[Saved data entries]

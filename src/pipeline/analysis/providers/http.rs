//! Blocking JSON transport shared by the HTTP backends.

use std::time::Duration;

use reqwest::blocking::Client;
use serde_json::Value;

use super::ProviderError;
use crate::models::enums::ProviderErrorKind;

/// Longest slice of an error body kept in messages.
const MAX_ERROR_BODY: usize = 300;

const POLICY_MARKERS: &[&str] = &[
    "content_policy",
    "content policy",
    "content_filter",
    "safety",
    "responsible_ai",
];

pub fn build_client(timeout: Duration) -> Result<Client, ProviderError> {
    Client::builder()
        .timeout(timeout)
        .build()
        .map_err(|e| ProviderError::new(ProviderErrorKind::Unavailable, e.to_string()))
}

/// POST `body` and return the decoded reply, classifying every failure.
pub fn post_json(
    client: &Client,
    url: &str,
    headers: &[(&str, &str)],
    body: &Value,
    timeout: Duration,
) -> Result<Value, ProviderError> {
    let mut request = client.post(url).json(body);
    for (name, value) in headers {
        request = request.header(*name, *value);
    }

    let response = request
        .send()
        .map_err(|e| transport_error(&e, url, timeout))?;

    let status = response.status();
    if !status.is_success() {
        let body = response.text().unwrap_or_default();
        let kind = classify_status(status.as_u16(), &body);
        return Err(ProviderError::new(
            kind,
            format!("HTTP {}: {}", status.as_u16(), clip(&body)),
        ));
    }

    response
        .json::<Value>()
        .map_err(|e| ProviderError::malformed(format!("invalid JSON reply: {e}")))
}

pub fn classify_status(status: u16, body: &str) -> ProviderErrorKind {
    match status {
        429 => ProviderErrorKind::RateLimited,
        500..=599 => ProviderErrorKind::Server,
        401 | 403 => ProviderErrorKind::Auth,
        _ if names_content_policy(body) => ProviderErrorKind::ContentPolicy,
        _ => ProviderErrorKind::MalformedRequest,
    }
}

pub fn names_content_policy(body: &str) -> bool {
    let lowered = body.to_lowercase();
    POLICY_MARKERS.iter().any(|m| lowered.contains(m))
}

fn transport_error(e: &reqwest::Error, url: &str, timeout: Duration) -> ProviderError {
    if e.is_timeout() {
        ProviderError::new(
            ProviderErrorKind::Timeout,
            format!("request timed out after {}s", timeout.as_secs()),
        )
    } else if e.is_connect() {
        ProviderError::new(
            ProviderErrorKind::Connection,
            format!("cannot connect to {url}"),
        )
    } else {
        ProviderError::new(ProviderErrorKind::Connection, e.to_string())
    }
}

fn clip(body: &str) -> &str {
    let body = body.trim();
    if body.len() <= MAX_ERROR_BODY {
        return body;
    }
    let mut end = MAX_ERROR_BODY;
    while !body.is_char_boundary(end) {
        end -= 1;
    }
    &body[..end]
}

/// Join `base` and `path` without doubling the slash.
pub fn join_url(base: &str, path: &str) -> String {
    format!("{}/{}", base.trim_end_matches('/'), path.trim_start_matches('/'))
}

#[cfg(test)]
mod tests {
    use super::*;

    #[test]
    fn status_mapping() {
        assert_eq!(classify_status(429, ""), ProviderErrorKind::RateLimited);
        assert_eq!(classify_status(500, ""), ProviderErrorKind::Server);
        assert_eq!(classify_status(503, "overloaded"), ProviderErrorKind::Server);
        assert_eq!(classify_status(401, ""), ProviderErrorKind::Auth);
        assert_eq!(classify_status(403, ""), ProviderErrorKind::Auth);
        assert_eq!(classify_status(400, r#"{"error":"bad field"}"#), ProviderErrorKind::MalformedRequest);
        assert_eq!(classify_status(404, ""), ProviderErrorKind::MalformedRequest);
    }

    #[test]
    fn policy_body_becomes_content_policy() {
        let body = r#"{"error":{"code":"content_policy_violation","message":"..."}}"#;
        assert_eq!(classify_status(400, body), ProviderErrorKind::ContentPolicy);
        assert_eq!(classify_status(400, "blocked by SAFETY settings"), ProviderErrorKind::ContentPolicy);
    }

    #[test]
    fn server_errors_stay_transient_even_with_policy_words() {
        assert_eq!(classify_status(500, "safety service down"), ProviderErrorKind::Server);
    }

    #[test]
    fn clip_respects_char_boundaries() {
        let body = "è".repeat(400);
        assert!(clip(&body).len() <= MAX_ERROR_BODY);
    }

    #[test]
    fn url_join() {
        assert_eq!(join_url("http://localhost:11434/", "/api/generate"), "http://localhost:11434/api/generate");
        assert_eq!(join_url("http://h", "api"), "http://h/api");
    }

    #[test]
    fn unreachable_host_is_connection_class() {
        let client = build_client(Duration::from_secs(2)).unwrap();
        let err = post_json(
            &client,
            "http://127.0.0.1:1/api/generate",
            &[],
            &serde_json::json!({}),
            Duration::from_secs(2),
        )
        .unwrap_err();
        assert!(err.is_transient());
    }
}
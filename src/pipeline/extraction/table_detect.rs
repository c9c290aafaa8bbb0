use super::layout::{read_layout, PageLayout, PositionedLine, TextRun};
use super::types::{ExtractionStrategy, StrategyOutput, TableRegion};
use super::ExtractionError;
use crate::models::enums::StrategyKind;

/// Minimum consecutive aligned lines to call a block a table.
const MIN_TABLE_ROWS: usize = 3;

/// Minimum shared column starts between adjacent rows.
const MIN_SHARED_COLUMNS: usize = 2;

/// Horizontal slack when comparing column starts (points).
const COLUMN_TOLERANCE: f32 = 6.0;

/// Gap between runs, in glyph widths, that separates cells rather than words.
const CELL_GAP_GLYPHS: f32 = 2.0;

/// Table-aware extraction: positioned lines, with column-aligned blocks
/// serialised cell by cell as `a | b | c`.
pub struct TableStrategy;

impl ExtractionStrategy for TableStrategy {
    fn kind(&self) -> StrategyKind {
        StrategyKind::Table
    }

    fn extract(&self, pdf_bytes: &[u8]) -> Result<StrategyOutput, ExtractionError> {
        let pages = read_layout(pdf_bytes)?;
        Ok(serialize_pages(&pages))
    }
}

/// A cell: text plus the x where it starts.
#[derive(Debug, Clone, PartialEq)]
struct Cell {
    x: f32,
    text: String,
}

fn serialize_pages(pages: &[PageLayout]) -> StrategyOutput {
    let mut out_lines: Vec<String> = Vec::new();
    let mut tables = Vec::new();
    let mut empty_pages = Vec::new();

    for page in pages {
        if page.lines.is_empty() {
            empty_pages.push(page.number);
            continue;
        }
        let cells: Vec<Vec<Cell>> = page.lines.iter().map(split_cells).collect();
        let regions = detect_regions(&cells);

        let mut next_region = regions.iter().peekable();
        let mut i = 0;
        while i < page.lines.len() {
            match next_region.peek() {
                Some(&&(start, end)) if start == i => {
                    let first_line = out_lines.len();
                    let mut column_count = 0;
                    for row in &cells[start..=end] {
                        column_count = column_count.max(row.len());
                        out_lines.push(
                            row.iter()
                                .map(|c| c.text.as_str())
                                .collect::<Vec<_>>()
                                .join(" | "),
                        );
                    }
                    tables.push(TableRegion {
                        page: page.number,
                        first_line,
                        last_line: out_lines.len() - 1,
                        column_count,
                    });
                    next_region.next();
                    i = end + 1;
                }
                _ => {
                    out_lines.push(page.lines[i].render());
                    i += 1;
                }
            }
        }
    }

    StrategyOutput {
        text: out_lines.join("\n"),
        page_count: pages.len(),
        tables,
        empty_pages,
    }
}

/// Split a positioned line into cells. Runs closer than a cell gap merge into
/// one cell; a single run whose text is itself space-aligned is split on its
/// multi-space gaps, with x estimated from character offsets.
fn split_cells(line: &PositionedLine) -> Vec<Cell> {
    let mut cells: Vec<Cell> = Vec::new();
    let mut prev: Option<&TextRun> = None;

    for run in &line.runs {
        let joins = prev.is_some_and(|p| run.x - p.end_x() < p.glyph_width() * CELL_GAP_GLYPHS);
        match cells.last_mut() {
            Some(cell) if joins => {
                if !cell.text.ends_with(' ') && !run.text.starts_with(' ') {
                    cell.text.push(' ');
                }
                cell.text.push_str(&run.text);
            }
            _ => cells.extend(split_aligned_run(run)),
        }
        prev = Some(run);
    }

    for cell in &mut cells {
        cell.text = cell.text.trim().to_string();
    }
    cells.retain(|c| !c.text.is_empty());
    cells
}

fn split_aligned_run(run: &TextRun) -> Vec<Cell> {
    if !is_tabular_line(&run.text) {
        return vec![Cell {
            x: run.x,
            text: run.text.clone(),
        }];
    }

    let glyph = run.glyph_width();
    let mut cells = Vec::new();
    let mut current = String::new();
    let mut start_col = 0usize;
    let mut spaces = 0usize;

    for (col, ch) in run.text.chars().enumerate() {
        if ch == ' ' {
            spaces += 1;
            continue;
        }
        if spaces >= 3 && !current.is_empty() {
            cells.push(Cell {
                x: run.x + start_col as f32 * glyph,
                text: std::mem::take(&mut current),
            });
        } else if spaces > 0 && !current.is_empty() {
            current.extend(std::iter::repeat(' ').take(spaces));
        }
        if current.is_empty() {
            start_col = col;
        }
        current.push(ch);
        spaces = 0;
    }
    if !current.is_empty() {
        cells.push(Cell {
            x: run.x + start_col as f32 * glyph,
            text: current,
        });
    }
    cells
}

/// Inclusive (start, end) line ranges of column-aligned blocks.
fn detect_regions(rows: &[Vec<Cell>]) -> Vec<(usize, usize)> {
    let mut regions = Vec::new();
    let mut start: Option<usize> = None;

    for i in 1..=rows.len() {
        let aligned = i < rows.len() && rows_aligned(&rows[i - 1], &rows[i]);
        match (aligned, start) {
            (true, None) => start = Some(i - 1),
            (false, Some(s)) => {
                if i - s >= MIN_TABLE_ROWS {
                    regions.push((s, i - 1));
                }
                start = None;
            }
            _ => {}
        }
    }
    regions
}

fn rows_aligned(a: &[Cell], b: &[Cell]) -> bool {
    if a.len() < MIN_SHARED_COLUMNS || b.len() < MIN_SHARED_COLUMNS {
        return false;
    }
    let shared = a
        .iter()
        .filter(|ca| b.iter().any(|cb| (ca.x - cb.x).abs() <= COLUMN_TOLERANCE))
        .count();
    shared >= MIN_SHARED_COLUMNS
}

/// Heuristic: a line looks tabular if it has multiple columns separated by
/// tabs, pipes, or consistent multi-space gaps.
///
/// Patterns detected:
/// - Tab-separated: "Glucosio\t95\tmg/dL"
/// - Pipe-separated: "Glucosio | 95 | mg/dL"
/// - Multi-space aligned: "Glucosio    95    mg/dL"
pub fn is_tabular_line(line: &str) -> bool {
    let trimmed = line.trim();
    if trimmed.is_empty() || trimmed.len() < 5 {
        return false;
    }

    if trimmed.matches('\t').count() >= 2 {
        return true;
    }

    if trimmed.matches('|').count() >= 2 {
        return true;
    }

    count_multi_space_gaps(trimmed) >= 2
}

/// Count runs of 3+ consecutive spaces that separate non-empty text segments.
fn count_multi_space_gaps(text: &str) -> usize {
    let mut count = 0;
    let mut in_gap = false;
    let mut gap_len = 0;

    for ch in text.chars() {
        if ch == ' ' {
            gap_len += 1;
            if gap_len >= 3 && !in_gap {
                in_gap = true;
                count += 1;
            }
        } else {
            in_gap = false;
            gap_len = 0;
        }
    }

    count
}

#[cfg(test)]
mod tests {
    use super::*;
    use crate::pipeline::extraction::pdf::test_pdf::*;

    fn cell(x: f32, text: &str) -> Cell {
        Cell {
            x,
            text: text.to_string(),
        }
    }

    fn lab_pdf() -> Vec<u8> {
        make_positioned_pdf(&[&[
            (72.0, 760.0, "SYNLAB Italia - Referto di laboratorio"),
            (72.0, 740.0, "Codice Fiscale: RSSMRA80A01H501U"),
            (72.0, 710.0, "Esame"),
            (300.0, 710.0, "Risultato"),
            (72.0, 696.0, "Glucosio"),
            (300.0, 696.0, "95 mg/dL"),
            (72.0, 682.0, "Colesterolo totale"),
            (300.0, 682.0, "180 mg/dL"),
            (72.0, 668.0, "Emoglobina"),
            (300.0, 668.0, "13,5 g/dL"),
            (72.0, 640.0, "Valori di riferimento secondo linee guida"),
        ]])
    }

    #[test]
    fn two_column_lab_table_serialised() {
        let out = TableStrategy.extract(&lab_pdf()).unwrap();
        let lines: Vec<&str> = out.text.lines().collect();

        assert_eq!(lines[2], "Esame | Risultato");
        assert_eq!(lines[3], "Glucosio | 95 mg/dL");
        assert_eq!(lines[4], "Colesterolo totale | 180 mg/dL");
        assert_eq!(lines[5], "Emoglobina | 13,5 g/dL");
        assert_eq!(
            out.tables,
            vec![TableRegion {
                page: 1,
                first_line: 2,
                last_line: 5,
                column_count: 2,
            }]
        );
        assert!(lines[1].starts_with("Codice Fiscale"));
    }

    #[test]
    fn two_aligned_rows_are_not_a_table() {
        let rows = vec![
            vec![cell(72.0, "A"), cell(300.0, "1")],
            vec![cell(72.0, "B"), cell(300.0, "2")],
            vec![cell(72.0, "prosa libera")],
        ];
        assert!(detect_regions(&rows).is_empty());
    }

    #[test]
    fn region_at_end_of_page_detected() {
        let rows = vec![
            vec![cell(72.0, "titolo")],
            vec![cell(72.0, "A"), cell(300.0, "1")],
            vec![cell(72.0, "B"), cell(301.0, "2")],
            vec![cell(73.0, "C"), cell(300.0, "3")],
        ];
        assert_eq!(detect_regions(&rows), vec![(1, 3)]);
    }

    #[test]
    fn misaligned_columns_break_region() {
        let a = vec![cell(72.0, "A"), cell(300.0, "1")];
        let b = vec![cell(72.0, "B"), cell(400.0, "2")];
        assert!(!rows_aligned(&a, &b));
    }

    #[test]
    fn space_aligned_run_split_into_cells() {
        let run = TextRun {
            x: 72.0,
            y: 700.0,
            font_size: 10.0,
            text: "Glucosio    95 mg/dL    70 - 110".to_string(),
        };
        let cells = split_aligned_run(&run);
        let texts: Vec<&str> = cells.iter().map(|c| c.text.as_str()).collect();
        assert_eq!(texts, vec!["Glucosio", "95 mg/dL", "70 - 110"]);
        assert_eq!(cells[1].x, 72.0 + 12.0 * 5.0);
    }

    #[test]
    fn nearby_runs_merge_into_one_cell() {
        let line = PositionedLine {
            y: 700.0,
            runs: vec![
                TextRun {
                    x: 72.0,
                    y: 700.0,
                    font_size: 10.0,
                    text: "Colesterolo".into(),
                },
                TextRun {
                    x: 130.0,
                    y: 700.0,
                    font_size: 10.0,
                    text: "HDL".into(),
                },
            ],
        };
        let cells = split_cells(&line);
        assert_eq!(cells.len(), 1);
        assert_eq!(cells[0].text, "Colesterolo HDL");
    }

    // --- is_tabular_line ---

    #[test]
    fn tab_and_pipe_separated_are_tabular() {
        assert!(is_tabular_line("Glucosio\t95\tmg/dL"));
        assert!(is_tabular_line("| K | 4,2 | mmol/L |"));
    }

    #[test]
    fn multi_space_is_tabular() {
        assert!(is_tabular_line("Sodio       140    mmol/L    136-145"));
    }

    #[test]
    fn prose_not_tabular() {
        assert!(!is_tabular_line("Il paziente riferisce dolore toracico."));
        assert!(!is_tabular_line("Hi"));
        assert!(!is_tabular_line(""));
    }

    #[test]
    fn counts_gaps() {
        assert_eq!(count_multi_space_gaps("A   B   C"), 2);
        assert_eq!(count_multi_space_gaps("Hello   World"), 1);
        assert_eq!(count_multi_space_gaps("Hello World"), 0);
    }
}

Task brief: Scan the data above; copy every line where "RateLimited" appears.

Task answer:
        429 => ProviderErrorKind::RateLimited,
        assert_eq!(classify_status(429, ""), ProviderErrorKind::RateLimited);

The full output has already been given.